TORONTO — On a night that saw LeBron James throw down monstrous dunks, Steph Curry toss up buzzer-beating threes, and Kobe Bryant make his final all-star appearance, Toronto played perhaps the starring role of the 65th NBA all-star game.
With the city providing a spectacular — although chilly — backdrop for the first NBA all-star game played outside the United States, the Western Conference roared past the East 196-173, setting a record for points.
And when Drake addressed the crowd pre-game, he summed up the fuzzy feel-good mood in the Air Canada Centre on Sunday.
"This is the best game with the best players — finally in the best city in the world," the rapper and Raptors’ global ambassador told the giddy Air Canada Centre crowd.
Russell Westbrook poured in 31 points, grabbed eight rebounds and had five steals and five assists to become the first player to win back-to-back MVP awards outright. (Bob Pettit won the 1958 MVP and shared the honour with Elgin Baylor in 1959.)
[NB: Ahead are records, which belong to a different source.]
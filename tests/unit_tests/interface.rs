use fenris_iga::interface::PatchInterface;
use fenris_iga::space::BoundaryDirection::{Forward, Reversed};
use fenris_iga::space::BoundarySide;

#[test]
fn mirror_of_2d_interface() {
    let interface = PatchInterface::new_2d(1, BoundarySide::U1, 2, BoundarySide::V0, Reversed);
    let mirror = interface.mirror();
    assert_eq!(mirror.patch1(), 2);
    assert_eq!(mirror.side1(), BoundarySide::V0);
    assert_eq!(mirror.patch2(), 1);
    assert_eq!(mirror.side2(), BoundarySide::U1);
    assert_eq!(mirror.directions(), &[Reversed]);
    assert!(mirror.is_mirror_of(&interface));
    assert_eq!(mirror.mirror(), interface);
    assert_eq!(interface.patch_dim(), 2);
}

#[test]
fn mirror_of_3d_interface_inverts_the_axis_map() {
    let interface = PatchInterface::new_3d(1, BoundarySide::W1, 2, BoundarySide::U0, false, Forward, Reversed);
    assert_eq!(interface.local_parameter_map(), &[1, 0]);
    assert_eq!(interface.patch_dim(), 3);

    let mirror = interface.mirror();
    assert_eq!(mirror.local_parameter_map(), &[1, 0]);
    assert_eq!(mirror.directions(), &[Reversed, Forward]);
    assert_eq!(mirror.mirror(), interface);

    let aligned = PatchInterface::new_3d(1, BoundarySide::W1, 2, BoundarySide::W0, true, Reversed, Forward);
    assert_eq!(aligned.mirror().directions(), &[Reversed, Forward]);
    assert_eq!(aligned.mirror().local_parameter_map(), &[0, 1]);
}

#[test]
fn transport_axis_follows_the_shared_boundary() {
    let interface = PatchInterface::new_2d(1, BoundarySide::U1, 2, BoundarySide::U0, Forward);
    assert_eq!(interface.transport_axis(1), Some((1, Forward)));
    assert_eq!(interface.transport_axis(0), None);

    let interface = PatchInterface::new_2d(1, BoundarySide::V1, 2, BoundarySide::U0, Reversed);
    assert_eq!(interface.transport_axis(0), Some((1, Reversed)));
    assert_eq!(interface.transport_axis(1), None);

    // Boundary axes of W1 are (0, 1), those of U0 are (1, 2); the map swaps them
    let interface = PatchInterface::new_3d(1, BoundarySide::W1, 2, BoundarySide::U0, false, Forward, Reversed);
    assert_eq!(interface.transport_axis(0), Some((2, Forward)));
    assert_eq!(interface.transport_axis(1), Some((1, Reversed)));
    assert_eq!(interface.transport_axis(2), None);
}

#[test]
fn flipping_sides() {
    let mut interface = PatchInterface::new_2d(1, BoundarySide::U1, 2, BoundarySide::U0, Forward);
    interface.flip_side1();
    assert_eq!(interface.side1(), BoundarySide::U0);
    interface.flip_side2();
    assert_eq!(interface.side2(), BoundarySide::U1);
}

#[test]
fn interface_round_trips_through_json() {
    let interface = PatchInterface::new_3d(4, BoundarySide::V0, 9, BoundarySide::W1, false, Reversed, Forward);
    let json = serde_json::to_string(&interface).unwrap();
    assert!(json.contains("\"V0\""));
    let deserialized: PatchInterface = serde_json::from_str(&json).unwrap();
    assert_eq!(deserialized, interface);
}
"Any time you can be able to be in the history books, it always means something to me, man," said the Oklahoma City guard. "I’m just thankful to be able to play the game of basketball and be in a game like this is something that I never take for granted."
Curry added 26 points, and with the clock ticking down and the Air Canada Centre crowd cheering him on, the reigning league MVP and Golden State guard drilled a dramatic three-point shot that dropped through the net, drawing a massive roar of delight.
"Just thankful to finally make one from pretty deep out," Curry said. "I tried it like two or three times in the game and saved the best for last, so that’s fun."
Paul George, who’s made a spectacular comeback after breaking his leg in 2014, had 41 points to lead the East — one point shy of Wilt Chamberlain’s scoring record set in 1962. His nine three-pointers were an all-star record.
Bryant, playing his 18th consecutive and final all-star game — the future Hall of Famer will retire after this season — was feted in a touching pre-game video montage introduced by NBA legend Magic Johnson. He finished with 10 points, and received a standing ovation, and chants of "Ko-be! Ko-be!" when he left the floor with just over a minute to play.
"It was fun," said Bryant, who had his children sitting behind the bench for the game. "I had a blast playing with those guys, laughing and joking with them on the bench. And, you know, I got a chance to stop Pau (Gasol) in a post, redeem myself from what he did to me when Chicago came to town.
"But all those things are just fun. I had a great time. I had a great, great time."
Bryant added to his long list of records when he grabbed his 38th career all-star steal to pass Michael Jordan — one of dozens of retired NBA stars in the crowd — for most all-time.
Kyle Lowry and DeMar DeRozan made history of their own for the Raptors, becoming the first two Toronto players voted onto the team. Lowry started and finished with 14 points, while DeRozan had 18.
"I think tonight it capped a great weekend," Lowry said. "Toronto, I think we put ourselves on the map a little bit around the world."
The game, as always, was a dazzling offensive showcase, with huge alley-oop dunks drawing "ooohs" from a star-studded front row that included Spike Lee — in bright orange hat and glasses to match, and shiny gold sneakers.
Among the other celebrities that came out: Super Bowl MVP Von Miller, Toronto Blue Jays legend Joe Carter, former host of "The Daily Show" Jon Stewart, actors Jason Sudeikis and Olivia Wilde, comedian Kevin Hart and supermodel Kate Upton and her boyfriend Justin Verlander.
Defence? Non-existent, and game officials must have been sweating the scoring over the final minutes, as the ACC scoreboard doesn’t go beyond "199."
It was clear virtually from the opening tip-off it was going to be a high-scoring affair, and the West took a 92-90 lead into halftime, breaking the record for points in a half (89 set in 2014).
In between the fast-paced action on the court, there was plenty of Canadian content, including a tribute to Dr. James Naismith, the Canadian who invented the game.
Naismith’s grandson Jim Naismith was presented with a ball signed by the all-stars, and two-time NBA MVP Steve Nash told the crowd "I’m proud (the all-stars) will be showcasing their skills here in Canada."
Canadian women’s star Natalie Achonwa introduced a celebration of the WNBA’s 20th anniversary.
Drake, dressed in a garish multi-coloured "Farewell Mamba" leather jacket in a tribute to Bryant, took the stage for the player introductions, with Bryant, Lowry and DeRozan receiving the loudest cheers.
The crowd booed East coach Tyronn Lue — Raptors fans argued Dwane Casey should have earned coaching honours — and cheered West coach Gregg Popovich.
Sting, the former frontman of the Police sang at halftime, while Cirque du Soleil, the acrobatic group founded in Montreal, performed a pre-game act that was part basketball, part parkour. Nelly Furtado sang "O Canada," while Ne-Yo performed the American anthem.
The night capped a glitzy three days of festivities in Toronto. The only negative was the deep freeze that enveloped the city, as temperatures on Saturday plummetted to minus-23 Celsius.